◆ TASK OBJECTIVE
Starting at the top of the entries below, print each line exactly until the line with "use gatehouse_core::cache::Cache;" has been printed too.

◆ RECORDS SUPPLIED
◇ ◇ ◇

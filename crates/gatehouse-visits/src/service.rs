//! Visit engine — owns the visit state machine and the active-visit
//! cache.
//!
//! Every mutating operation is permission-gated through the caller's
//! validated claims. The sole exception is the public scan path, where
//! a verified pass token is the credential.

use std::time::Duration;

use chrono::{DateTime, Utc};
use serde::{Deserialize, Serialize};
use tracing::warn;
use uuid::Uuid;

use gatehouse_auth::authz;
use gatehouse_auth::token::SessionClaims;
use gatehouse_core::cache::Cache;
use gatehouse_core::models::visit::{
    CreateVisit, VisitDetails, VisitFilter, VisitStatus,
};
use gatehouse_core::models::visitor::{CreateVisitor, Visitor};
use gatehouse_core::repository::{
    PaginatedResult, Pagination, PrincipalRepository, VisitRepository, VisitorRepository,
};
use gatehouse_core::{GatehouseError, GatehouseResult};
use gatehouse_rbac::catalog::keys;

use crate::limiter::FixedWindowLimiter;
use crate::pass;
use crate::render::PassRenderer;

/// Active-visit list staleness bound; mutations invalidate explicitly.
const ACTIVE_VISITS_TTL: Duration = Duration::from_secs(30);

/// Public scan quota: per caller, per window.
const PUBLIC_SCAN_LIMIT: u32 = 10;
const PUBLIC_SCAN_WINDOW: Duration = Duration::from_secs(60);

fn active_key(tenant_id: Uuid) -> String {
    format!("visits:active:{tenant_id}")
}

/// Configuration for the visit engine.
#[derive(Debug, Clone)]
pub struct VisitConfig {
    /// Service-wide secret for pass token MACs, supplied at boot.
    /// Distinct from the session signing secret.
    pub pass_secret: String,
    /// Base URL embedded in rendered passes.
    pub base_app_url: String,
}

impl Default for VisitConfig {
    fn default() -> Self {
        Self {
            pass_secret: String::new(),
            base_app_url: "http://localhost:3000".into(),
        }
    }
}

/// Direct check-in request: the visit starts in `checked_in`.
#[derive(Debug, Clone)]
pub struct CheckInRequest {
    pub visitor_id: Uuid,
    pub host_id: Uuid,
    pub purpose: String,
    pub location: Option<String>,
}

/// Schedule request: the visit starts in `scheduled`.
#[derive(Debug, Clone)]
pub struct ScheduleRequest {
    pub visitor_id: Uuid,
    pub host_id: Uuid,
    pub purpose: String,
    pub location: Option<String>,
    pub scheduled_start: Option<DateTime<Utc>>,
    pub scheduled_end: Option<DateTime<Utc>>,
    /// Generate and store a pass immediately (the default path).
    pub generate_pass: bool,
}

/// Minimal public scan response. Deliberately excludes host contact
/// details, internal identifiers, and anything tenant-administrative.
#[derive(Debug, Clone, Serialize, Deserialize)]
pub struct PublicScanOutcome {
    pub visitor_name: String,
    pub company: Option<String>,
    pub purpose: String,
    pub check_in_at: DateTime<Utc>,
}

pub struct VisitService<V, N, P, C, R>
where
    V: VisitRepository,
    N: VisitorRepository,
    P: PrincipalRepository,
    C: Cache,
    R: PassRenderer,
{
    visits: V,
    visitors: N,
    principals: P,
    cache: C,
    renderer: R,
    limiter: FixedWindowLimiter,
    config: VisitConfig,
}

impl<V, N, P, C, R> VisitService<V, N, P, C, R>
where
    V: VisitRepository,
    N: VisitorRepository,
    P: PrincipalRepository,
    C: Cache,
    R: PassRenderer,
{
    pub fn new(
        visits: V,
        visitors: N,
        principals: P,
        cache: C,
        renderer: R,
        config: VisitConfig,
    ) -> Self {
        Self {
            visits,
            visitors,
            principals,
            cache,
            renderer,
            limiter: FixedWindowLimiter::new(PUBLIC_SCAN_LIMIT, PUBLIC_SCAN_WINDOW),
            config,
        }
    }

    /// Guard shared by both creation paths: visitor and host must exist
    /// in the caller's tenant.
    async fn check_parties(
        &self,
        tenant_id: Uuid,
        visitor_id: Uuid,
        host_id: Uuid,
    ) -> GatehouseResult<()> {
        self.visitors.get(tenant_id, visitor_id).await?;
        self.principals
            .get_in_tenant(tenant_id, host_id)
            .await
            .map_err(|e| match e {
                GatehouseError::NotFound { .. } => GatehouseError::not_found("host"),
                other => other,
            })?;
        Ok(())
    }

    async fn invalidate_active(&self, tenant_id: Uuid) {
        if let Err(e) = self.cache.delete(&active_key(tenant_id)).await {
            warn!(tenant_id = %tenant_id, error = %e, "failed to invalidate active-visit cache");
        }
    }

    /// Direct check-in: creates the visit already `checked_in`, no
    /// `scheduled` state visited.
    pub async fn check_in(
        &self,
        claims: &SessionClaims,
        request: CheckInRequest,
    ) -> GatehouseResult<VisitDetails> {
        authz::require_permissions(claims, &[keys::VISIT_CHECKIN])?;
        let tenant_id = claims.tenant_uuid()?;
        self.check_parties(tenant_id, request.visitor_id, request.host_id)
            .await?;

        let now = Utc::now();
        let visit = self
            .visits
            .create(CreateVisit {
                tenant_id,
                visitor_id: request.visitor_id,
                host_id: request.host_id,
                purpose: request.purpose,
                location: request.location,
                status: VisitStatus::CheckedIn,
                scheduled_start: None,
                scheduled_end: None,
                check_in_at: Some(now),
            })
            .await?;

        self.invalidate_active(tenant_id).await;
        self.visits.details(tenant_id, visit.id).await
    }

    /// Schedule a future visit; by default also generates and stores
    /// its pass.
    pub async fn schedule(
        &self,
        claims: &SessionClaims,
        request: ScheduleRequest,
    ) -> GatehouseResult<VisitDetails> {
        authz::require_permissions(claims, &[keys::VISIT_CHECKIN])?;
        let tenant_id = claims.tenant_uuid()?;
        self.check_parties(tenant_id, request.visitor_id, request.host_id)
            .await?;

        let visit = self
            .visits
            .create(CreateVisit {
                tenant_id,
                visitor_id: request.visitor_id,
                host_id: request.host_id,
                purpose: request.purpose,
                location: request.location,
                status: VisitStatus::Scheduled,
                scheduled_start: request.scheduled_start,
                scheduled_end: request.scheduled_end,
                check_in_at: None,
            })
            .await?;

        if request.generate_pass {
            return self.generate_pass_for(tenant_id, visit.id).await;
        }
        self.visits.details(tenant_id, visit.id).await
    }

    /// Generate a pass for a scheduled visit.
    pub async fn generate_pass(
        &self,
        claims: &SessionClaims,
        visit_id: Uuid,
    ) -> GatehouseResult<VisitDetails> {
        authz::require_permissions(claims, &[keys::VISIT_CHECKIN])?;
        let tenant_id = claims.tenant_uuid()?;
        self.generate_pass_for(tenant_id, visit_id).await
    }

    async fn generate_pass_for(
        &self,
        tenant_id: Uuid,
        visit_id: Uuid,
    ) -> GatehouseResult<VisitDetails> {
        let visit = self.visits.get(tenant_id, visit_id).await?;
        if visit.status != VisitStatus::Scheduled {
            return Err(GatehouseError::StateConflict {
                message: "passes can only be generated for scheduled visits".into(),
            });
        }

        let token = pass::generate_pass_token(visit_id, &self.config.pass_secret)?;
        let url = pass::scan_url(&self.config.base_app_url, &token);
        let artifact = self.renderer.render(&url)?;

        self.visits
            .store_pass(tenant_id, visit_id, &token, &artifact)
            .await?;
        self.visits.details(tenant_id, visit_id).await
    }

    /// Authenticated pass scan: verifies the token, then applies the
    /// `scheduled -> checked_in` transition.
    pub async fn scan(
        &self,
        claims: &SessionClaims,
        token: &str,
    ) -> GatehouseResult<VisitDetails> {
        authz::require_permissions(claims, &[keys::VISIT_CHECKIN])?;
        let tenant_id = claims.tenant_uuid()?;
        let visit_id = pass::verify_pass_token(token, &self.config.pass_secret)?;

        let visit = self.visits.get(tenant_id, visit_id).await?;
        self.check_in_scheduled(tenant_id, visit_id, visit.status).await?;

        self.invalidate_active(tenant_id).await;
        self.visits.details(tenant_id, visit_id).await
    }

    /// Shared `scheduled -> checked_in` step. The repository-level
    /// compare-and-swap means a concurrent scan that lost the race
    /// surfaces as the same conflict as an already-advanced status.
    async fn check_in_scheduled(
        &self,
        tenant_id: Uuid,
        visit_id: Uuid,
        observed: VisitStatus,
    ) -> GatehouseResult<()> {
        match observed {
            VisitStatus::CheckedIn => {
                return Err(GatehouseError::StateConflict {
                    message: "visitor is already checked in".into(),
                });
            }
            VisitStatus::CheckedOut => {
                return Err(GatehouseError::StateConflict {
                    message: "visit has already been completed".into(),
                });
            }
            VisitStatus::Scheduled => {}
        }
        self.visits
            .transition(
                tenant_id,
                visit_id,
                VisitStatus::Scheduled,
                VisitStatus::CheckedIn,
                Utc::now(),
            )
            .await?;
        Ok(())
    }

    /// Public pass scan — no session at all; possession of the signed
    /// token is the credential, and a fixed per-caller quota is the
    /// only other abuse control.
    pub async fn public_scan(
        &self,
        caller: &str,
        token: &str,
    ) -> GatehouseResult<PublicScanOutcome> {
        if !self.limiter.allow(caller) {
            return Err(GatehouseError::RateLimited);
        }
        let visit_id = pass::verify_pass_token(token, &self.config.pass_secret)?;

        let visit = self.visits.get_for_pass(visit_id).await?;
        self.check_in_scheduled(visit.tenant_id, visit_id, visit.status)
            .await?;

        let visitor = self.visitors.get(visit.tenant_id, visit.visitor_id).await?;
        self.invalidate_active(visit.tenant_id).await;

        let checked_in = self.visits.get_for_pass(visit_id).await?;
        Ok(PublicScanOutcome {
            visitor_name: visitor.full_name(),
            company: visitor.company,
            purpose: checked_in.purpose,
            check_in_at: checked_in.check_in_at.unwrap_or_else(Utc::now),
        })
    }

    /// Check a visitor out. Conditional on the status observed here, so
    /// a concurrent checkout surfaces as a conflict, not a lost update.
    pub async fn checkout(
        &self,
        claims: &SessionClaims,
        visit_id: Uuid,
    ) -> GatehouseResult<VisitDetails> {
        authz::require_permissions(claims, &[keys::VISIT_CHECKOUT])?;
        let tenant_id = claims.tenant_uuid()?;

        let visit = self.visits.get(tenant_id, visit_id).await?;
        if visit.status == VisitStatus::CheckedOut {
            return Err(GatehouseError::StateConflict {
                message: "visit already checked out".into(),
            });
        }
        self.visits
            .transition(
                tenant_id,
                visit_id,
                visit.status,
                VisitStatus::CheckedOut,
                Utc::now(),
            )
            .await?;

        self.invalidate_active(tenant_id).await;
        self.visits.details(tenant_id, visit_id).await
    }

    /// Everyone currently on site, cache-first.
    pub async fn active_visits(
        &self,
        claims: &SessionClaims,
    ) -> GatehouseResult<Vec<VisitDetails>> {
        authz::require_permissions(claims, &[keys::VISIT_VIEW])?;
        let tenant_id = claims.tenant_uuid()?;
        let key = active_key(tenant_id);

        match self.cache.get(&key).await {
            Ok(Some(bytes)) => match serde_json::from_slice(&bytes) {
                Ok(visits) => return Ok(visits),
                Err(e) => {
                    warn!(tenant_id = %tenant_id, error = %e, "discarding undecodable active-visit cache entry");
                }
            },
            Ok(None) => {}
            Err(e) => {
                warn!(tenant_id = %tenant_id, error = %e, "active-visit cache read failed; falling back to storage");
            }
        }

        let visits = self.visits.list_active(tenant_id).await?;

        let encoded = serde_json::to_vec(&visits)
            .map_err(|e| GatehouseError::Internal(format!("active-visit cache encode: {e}")))?;
        if let Err(e) = self.cache.set(&key, &encoded, ACTIVE_VISITS_TTL).await {
            warn!(tenant_id = %tenant_id, error = %e, "active-visit cache write failed");
        }
        Ok(visits)
    }

    /// Visit history, newest first.
    pub async fn list(
        &self,
        claims: &SessionClaims,
        filter: VisitFilter,
        pagination: Pagination,
    ) -> GatehouseResult<PaginatedResult<VisitDetails>> {
        authz::require_permissions(claims, &[keys::VISIT_VIEW])?;
        let tenant_id = claims.tenant_uuid()?;
        self.visits.list(tenant_id, filter, pagination).await
    }
}

/// Visitor registry operations. Visitors exist independently of any
/// visit.
pub struct VisitorService<N: VisitorRepository> {
    visitors: N,
}

impl<N: VisitorRepository> VisitorService<N> {
    pub fn new(visitors: N) -> Self {
        Self { visitors }
    }

    pub async fn create(
        &self,
        claims: &SessionClaims,
        first_name: String,
        last_name: String,
        email: Option<String>,
        phone: Option<String>,
        company: Option<String>,
        document_id: Option<String>,
        notes: Option<String>,
    ) -> GatehouseResult<Visitor> {
        authz::require_permissions(claims, &[keys::VISITOR_MANAGE])?;
        let tenant_id = claims.tenant_uuid()?;
        self.visitors
            .create(CreateVisitor {
                tenant_id,
                first_name,
                last_name,
                email,
                phone,
                company,
                document_id,
                notes,
            })
            .await
    }

    pub async fn get(&self, claims: &SessionClaims, id: Uuid) -> GatehouseResult<Visitor> {
        authz::require_permissions(claims, &[keys::VISITOR_VIEW])?;
        let tenant_id = claims.tenant_uuid()?;
        self.visitors.get(tenant_id, id).await
    }

    pub async fn list(
        &self,
        claims: &SessionClaims,
        search: Option<&str>,
        pagination: Pagination,
    ) -> GatehouseResult<PaginatedResult<Visitor>> {
        authz::require_permissions(claims, &[keys::VISITOR_VIEW])?;
        let tenant_id = claims.tenant_uuid()?;
        self.visitors.list(tenant_id, search, pagination).await
    }
}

◇ ◇ ◇

◆ RESULT BELOW
filename crates/gatehouse-visits/src/service.rs
//! Visit engine — owns the visit state machine and the active-visit
//! cache.
//!
//! Every mutating operation is permission-gated through the caller's
//! validated claims. The sole exception is the public scan path, where
//! a verified pass token is the credential.

use std::time::Duration;

use chrono::{DateTime, Utc};
use serde::{Deserialize, Serialize};
use tracing::warn;
use uuid::Uuid;

use gatehouse_auth::authz;
use gatehouse_auth::token::SessionClaims;
use gatehouse_core::cache::Cache;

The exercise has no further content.